Justified? - One death in which officers try to do everything right.
This appears to be Grade-A policing...restraint/stabilization until action/force is unavoidable. http://t.co/DxlzDLo1bw @Lollardfish ^lh
— The Virtus Group (@TheVirtusGroup) February 7, 2015
I write a lot about bad killings and ugly use-of-force incidents. I then get asked, "well what should the cops have done?" which is a fair question. One of the people I rely on is CIT and SWAT trained officer Louis Hayes, a member of the Virtus Group, a use-of-force trainer and one of the founders of the Illinois model. You can see his tweet above.
Here's a video of a police shooting, linked not embedded, in which police do initially show tactical restraint and back up out a house in which an encounter is deteriorating.

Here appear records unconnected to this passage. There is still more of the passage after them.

fn create_layer_pipeline(
    device: &wgpu::Device,
    layout: &wgpu::PipelineLayout,
    shader: &wgpu::ShaderModule,
    color_format: wgpu::TextureFormat,
    layer: LayerKind,
) -> wgpu::RenderPipeline {
    // The shadow never writes depth so the coplanar main layer always lands on top.
    let (entry_point, depth_write_enabled) = match layer {
        LayerKind::Main => ("vs_main_layer", true),
        LayerKind::Shadow => ("vs_shadow_layer", false),
    };
    let label = format!("{}-layer-pipeline", layer.label());
    device.create_render_pipeline(&wgpu::RenderPipelineDescriptor {
        label: Some(&label),
        layout: Some(layout),
        vertex: wgpu::VertexState {
            module: shader,
            entry_point,
            buffers: &[plane_vertex_layout()],
            compilation_options: wgpu::PipelineCompilationOptions::default(),
        },
        fragment: Some(wgpu::FragmentState {
            module: shader,
            entry_point: "fs_layer",
            targets: &[Some(wgpu::ColorTargetState {
                format: color_format,
                blend: Some(wgpu::BlendState::ALPHA_BLENDING),
                write_mask: wgpu::ColorWrites::ALL,
            })],
            compilation_options: wgpu::PipelineCompilationOptions::default(),
        }),
        primitive: wgpu::PrimitiveState {
            cull_mode: None,
            ..wgpu::PrimitiveState::default()
        },
        depth_stencil: Some(wgpu::DepthStencilState {
            format: DEPTH_FORMAT,
            depth_write_enabled,
            depth_compare: wgpu::CompareFunction::LessEqual,
            stencil: wgpu::StencilState::default(),
            bias: wgpu::DepthBiasState::default(),
        }),
        multisample: layer_multisample(),
        multiview: None,
    })
}
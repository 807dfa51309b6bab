//! Tessellated planes for both layers. The grid lies in the local XY plane,
//! centred on the origin and facing +Z. Rows run top to bottom so UV (0, 0) is
//! the top-left texel, matching how image rows land in a wgpu texture.
//!
//! Subdivision density is the spatial resolution of the bulge: the vertex
//! program only moves vertices, so a coarse grid shows facets at the rim.

use bytemuck::{Pod, Zeroable};

/// Segment count per axis for the interactive layer.
pub const MAIN_SEGMENTS: u32 = 64;
/// Segment count per axis for the static shadow layer.
pub const SHADOW_SEGMENTS: u32 = 1;
/// Keeps `(segments + 1)^2` inside the `u16` index range.
pub const MAX_SEGMENTS: u32 = 254;

#[repr(C)]
#[derive(Debug, Clone, Copy, PartialEq, Pod, Zeroable)]
pub struct PlaneVertex {
    pub position: [f32; 3],
    pub uv: [f32; 2],
}

#[derive(Debug, Clone)]
pub struct PlaneGeometry {
    pub vertices: Vec<PlaneVertex>,
    pub indices: Vec<u16>,
    pub width: f32,
    pub height: f32,
    pub segments_x: u32,
    pub segments_y: u32,
}

impl PlaneGeometry {
    pub fn new(width: f32, height: f32, segments_x: u32, segments_y: u32) -> Self {
        let grid_x = segments_x.clamp(1, MAX_SEGMENTS);
        let grid_y = segments_y.clamp(1, MAX_SEGMENTS);
        let columns = grid_x + 1;
        let rows = grid_y + 1;

        let half_width = width * 0.5;
        let half_height = height * 0.5;
        let segment_width = width / grid_x as f32;
        let segment_height = height / grid_y as f32;

        let mut vertices = Vec::with_capacity((columns * rows) as usize);
        for iy in 0..rows {
            let y = half_height - iy as f32 * segment_height;
            for ix in 0..columns {
                let x = ix as f32 * segment_width - half_width;
                vertices.push(PlaneVertex {
                    position: [x, y, 0.0],
                    uv: [ix as f32 / grid_x as f32, iy as f32 / grid_y as f32],
                });
            }
        }

        let mut indices = Vec::with_capacity((grid_x * grid_y * 6) as usize);
        for iy in 0..grid_y {
            for ix in 0..grid_x {
                let top_left = (ix + columns * iy) as u16;
                let bottom_left = (ix + columns * (iy + 1)) as u16;
                let bottom_right = (ix + 1 + columns * (iy + 1)) as u16;
                let top_right = (ix + 1 + columns * iy) as u16;
                indices.extend_from_slice(&[top_left, bottom_left, top_right]);
                indices.extend_from_slice(&[bottom_left, bottom_right, top_right]);
            }
        }

        Self {
            vertices,
            indices,
            width,
            height,
            segments_x: grid_x,
            segments_y: grid_y,
        }
    }

    /// Square-segmented grid, the layout both layers use.
    pub fn square(width: f32, height: f32, segments: u32) -> Self {
        Self::new(width, height, segments, segments)
    }
}
use glam::Vec2;
use winit::dpi::PhysicalSize;

use super::ViewerState;
use super::input;

pub(super) fn resize(state: &mut ViewerState, new_size: PhysicalSize<u32>) {
    if new_size.width == 0 || new_size.height == 0 {
        return;
    }

    state.size = new_size;
    state.config.width = new_size.width;
    state.config.height = new_size.height;
    state.surface.configure(&state.device, &state.config);
    state
        .renderer
        .resize(&state.device, new_size.width, new_size.height);
    if let Some(hud) = state.hud.as_mut() {
        hud.resize(&state.device, new_size);
    }
    // The projection changed under a stationary cursor.
    input::refresh_hover(state);
}

pub(super) fn viewport(state: &ViewerState) -> Vec2 {
    Vec2::new(
        state.size.width.max(1) as f32,
        state.size.height.max(1) as f32,
    )
}
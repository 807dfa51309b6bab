use std::{
    borrow::Cow,
    fs::{self, File},
    path::{Path, PathBuf},
    sync::mpsc::{self, Receiver, TryRecvError},
    thread,
};

use anyhow::{Context, Result, ensure};
use bulge_core::LayerKind;
use image::{ColorType, ImageEncoder, codecs::png::PngEncoder};
use thiserror::Error;

#[derive(Debug, Error)]
pub enum TextureLoadError {
    #[error("reading {}: {source}", .path.display())]
    Io {
        path: PathBuf,
        #[source]
        source: std::io::Error,
    },
    #[error("decoding {}: {source}", .path.display())]
    Decode {
        path: PathBuf,
        #[source]
        source: image::ImageError,
    },
    #[error("{} decoded to an empty image", .path.display())]
    Empty { path: PathBuf },
}

/// Decoded glyph texture in tightly packed RGBA8.
#[derive(Debug, Clone)]
pub struct GlyphImage {
    pub width: u32,
    pub height: u32,
    pub pixels: Vec<u8>,
    pub source: PathBuf,
}

pub fn load_glyph_image(path: &Path) -> Result<GlyphImage, TextureLoadError> {
    let bytes = fs::read(path).map_err(|source| TextureLoadError::Io {
        path: path.to_path_buf(),
        source,
    })?;
    decode_glyph_image(path, &bytes)
}

pub fn decode_glyph_image(path: &Path, bytes: &[u8]) -> Result<GlyphImage, TextureLoadError> {
    let decoded = image::load_from_memory(bytes).map_err(|source| TextureLoadError::Decode {
        path: path.to_path_buf(),
        source,
    })?;
    let rgba = decoded.to_rgba8();
    let (width, height) = rgba.dimensions();
    if width == 0 || height == 0 {
        return Err(TextureLoadError::Empty {
            path: path.to_path_buf(),
        });
    }
    Ok(GlyphImage {
        width,
        height,
        pixels: rgba.into_raw(),
        source: path.to_path_buf(),
    })
}

pub enum TextureSlot {
    Loading,
    Ready(GlyphImage),
    Failed,
}

impl TextureSlot {
    pub fn image(&self) -> Option<&GlyphImage> {
        match self {
            TextureSlot::Ready(image) => Some(image),
            TextureSlot::Loading | TextureSlot::Failed => None,
        }
    }
}

/// Both glyph textures. The scene only draws once both are ready.
pub struct LayerTextures {
    pub main: TextureSlot,
    pub shadow: TextureSlot,
}

impl LayerTextures {
    pub fn loading() -> Self {
        Self {
            main: TextureSlot::Loading,
            shadow: TextureSlot::Loading,
        }
    }

    pub fn slot_mut(&mut self, layer: LayerKind) -> &mut TextureSlot {
        match layer {
            LayerKind::Main => &mut self.main,
            LayerKind::Shadow => &mut self.shadow,
        }
    }

    pub fn ready(&self) -> Option<(&GlyphImage, &GlyphImage)> {
        Some((self.main.image()?, self.shadow.image()?))
    }
}

pub type TextureEvent = (LayerKind, Result<GlyphImage, TextureLoadError>);

/// Decodes each requested texture on its own thread; the render loop drains
/// finished loads with [`TextureLoader::poll`] without blocking.
pub struct TextureLoader {
    events: Receiver<TextureEvent>,
    pending: usize,
}

impl TextureLoader {
    pub fn spawn(requests: &[(LayerKind, PathBuf)]) -> Result<Self> {
        let (tx, rx) = mpsc::channel();
        for (layer, path) in requests {
            let tx = tx.clone();
            let layer = *layer;
            let path = path.clone();
            thread::Builder::new()
                .name(format!("bulge_texture_{}", layer.label()))
                .spawn(move || {
                    let _ = tx.send((layer, load_glyph_image(&path)));
                })
                .with_context(|| format!("spawning {} texture loader", layer.label()))?;
        }
        Ok(Self {
            events: rx,
            pending: requests.len(),
        })
    }

    pub fn is_finished(&self) -> bool {
        self.pending == 0
    }

    pub fn poll(&mut self) -> Vec<TextureEvent> {
        let mut finished = Vec::new();
        while self.pending > 0 {
            match self.events.try_recv() {
                Ok(event) => {
                    self.pending -= 1;
                    finished.push(event);
                }
                Err(TryRecvError::Empty) => break,
                Err(TryRecvError::Disconnected) => {
                    self.pending = 0;
                    break;
                }
            }
        }
        finished
    }
}

pub struct TextureUpload<'a> {
    data: Cow<'a, [u8]>,
    bytes_per_row: u32,
}

impl<'a> TextureUpload<'a> {
    pub fn pixels(&self) -> &[u8] {
        &self.data
    }

    pub fn bytes_per_row(&self) -> u32 {
        self.bytes_per_row
    }
}

pub fn prepare_rgba_upload<'a>(
    width: u32,
    height: u32,
    data: &'a [u8],
) -> Result<TextureUpload<'a>> {
    ensure!(width > 0 && height > 0, "texture has no dimensions");
    let row_bytes = 4usize * width as usize;
    let alignment = wgpu::COPY_BYTES_PER_ROW_ALIGNMENT as usize;
    ensure!(
        data.len() >= row_bytes * height as usize,
        "texture buffer ({}) smaller than {}x{} RGBA ({})",
        data.len(),
        width,
        height,
        row_bytes * height as usize
    );

    if row_bytes % alignment == 0 && data.len() == row_bytes * height as usize {
        return Ok(TextureUpload {
            data: Cow::Borrowed(data),
            bytes_per_row: row_bytes as u32,
        });
    }

    let padded_row_bytes = row_bytes.div_ceil(alignment) * alignment;
    let mut buffer = vec![0u8; padded_row_bytes * height as usize];
    for row in 0..height as usize {
        let src_offset = row * row_bytes;
        let dst_offset = row * padded_row_bytes;
        buffer[dst_offset..dst_offset + row_bytes]
            .copy_from_slice(&data[src_offset..src_offset + row_bytes]);
    }

    Ok(TextureUpload {
        data: Cow::Owned(buffer),
        bytes_per_row: padded_row_bytes as u32,
    })
}

pub fn export_rgba_to_png(path: &Path, width: u32, height: u32, data: &[u8]) -> Result<()> {
    if let Some(parent) = path.parent().filter(|parent| !parent.as_os_str().is_empty()) {
        fs::create_dir_all(parent).with_context(|| format!("creating {}", parent.display()))?;
    }
    let file = File::create(path).with_context(|| format!("creating {}", path.display()))?;
    let encoder = PngEncoder::new(file);
    encoder
        .write_image(data, width, height, ColorType::Rgba8.into())
        .with_context(|| format!("writing PNG to {}", path.display()))?;
    Ok(())
}

/// Loads both textures on the calling thread; used by the offscreen paths.
pub fn load_layer_textures(main: &Path, shadow: &Path) -> Result<(GlyphImage, GlyphImage)> {
    let main = load_glyph_image(main)?;
    let shadow = load_glyph_image(shadow)?;
    Ok((main, shadow))
}

#[cfg(test)]
mod tests {
    use super::*;
    use std::time::{Duration, Instant};
    use tempfile::tempdir;

    fn write_png(path: &Path, width: u32, height: u32, alpha: u8) {
        let pixels: Vec<u8> = (0..width * height)
            .flat_map(|_| [0u8, 0, 0, alpha])
            .collect();
        export_rgba_to_png(path, width, height, &pixels).expect("write png fixture");
    }

    #[test]
    fn decodes_png_into_rgba() {
        let temp = tempdir().expect("temp dir");
        let path = temp.path().join("glyph.png");
        write_png(&path, 3, 2, 200);

        let image = load_glyph_image(&path).expect("load glyph");
        assert_eq!((image.width, image.height), (3, 2));
        assert_eq!(image.pixels.len(), 3 * 2 * 4);
        assert_eq!(image.pixels[3], 200);
    }

    #[test]
    fn missing_file_is_an_io_error() {
        let err = load_glyph_image(Path::new("/nonexistent/glyph.png")).expect_err("must fail");
        assert!(matches!(err, TextureLoadError::Io { .. }));
        assert!(err.to_string().contains("/nonexistent/glyph.png"));
    }

    #[test]
    fn garbage_bytes_are_a_decode_error() {
        let err = decode_glyph_image(Path::new("junk.png"), b"definitely not a png")
            .expect_err("must fail");
        assert!(matches!(err, TextureLoadError::Decode { .. }));
    }

    #[test]
    fn upload_pads_rows_to_copy_alignment() {
        let data = vec![7u8; 3 * 2 * 4];
        let upload = prepare_rgba_upload(3, 2, &data).expect("upload");
        assert_eq!(upload.bytes_per_row(), wgpu::COPY_BYTES_PER_ROW_ALIGNMENT);
        assert_eq!(upload.pixels().len(), 2 * upload.bytes_per_row() as usize);
        let second_row = upload.bytes_per_row() as usize;
        assert_eq!(&upload.pixels()[second_row..second_row + 12], &[7u8; 12]);
    }

    #[test]
    fn aligned_upload_borrows() {
        let data = vec![1u8; 64 * 4];
        let upload = prepare_rgba_upload(64, 1, &data).expect("upload");
        assert!(matches!(upload.data, Cow::Borrowed(_)));
    }

    #[test]
    fn loader_reports_success_and_failure() {
        let temp = tempdir().expect("temp dir");
        let good = temp.path().join("main.png");
        write_png(&good, 4, 4, 255);
        let bad = temp.path().join("missing.png");

        let mut loader = TextureLoader::spawn(&[
            (LayerKind::Main, good.clone()),
            (LayerKind::Shadow, bad),
        ])
        .expect("spawn loader");

        let mut textures = LayerTextures::loading();
        let deadline = Instant::now() + Duration::from_secs(10);
        while !loader.is_finished() && Instant::now() < deadline {
            for (layer, result) in loader.poll() {
                *textures.slot_mut(layer) = match result {
                    Ok(image) => TextureSlot::Ready(image),
                    Err(_) => TextureSlot::Failed,
                };
            }
            std::thread::sleep(Duration::from_millis(5));
        }

        assert!(loader.is_finished());
        assert_eq!(textures.main.image().map(|image| image.width), Some(4));
        assert!(matches!(textures.shadow, TextureSlot::Failed));
        assert!(textures.ready().is_none());
    }
}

What's impressive about his is how hard the officers work to not shoot a drunk, armed (he picks up knives at various points during the video), mentally unstable (thanks to THC, alcohol, and perhaps other factors) individual. Like Hayes, I try to avoid rendering absolute judgment. Notice his "appears" in the tweet. But many other incidents I've watched would have ended with gunfire right away.
Instead, the officer keep backing up, backing up, calling for support, backing up, and trying to stabilize. It may be that at the end the officer makes a mistake by going back close to the house and allowing the suspect to re-engage (breaking a window, glass in the officer's face) and thus drawing fire, but if so it was within a context of trying to stabilize overall.
This time, the officers still shot and killed the individual. But if this is the standard for police conduct in dangerous situations, a lot of lives will be saved - including law enforcement lives.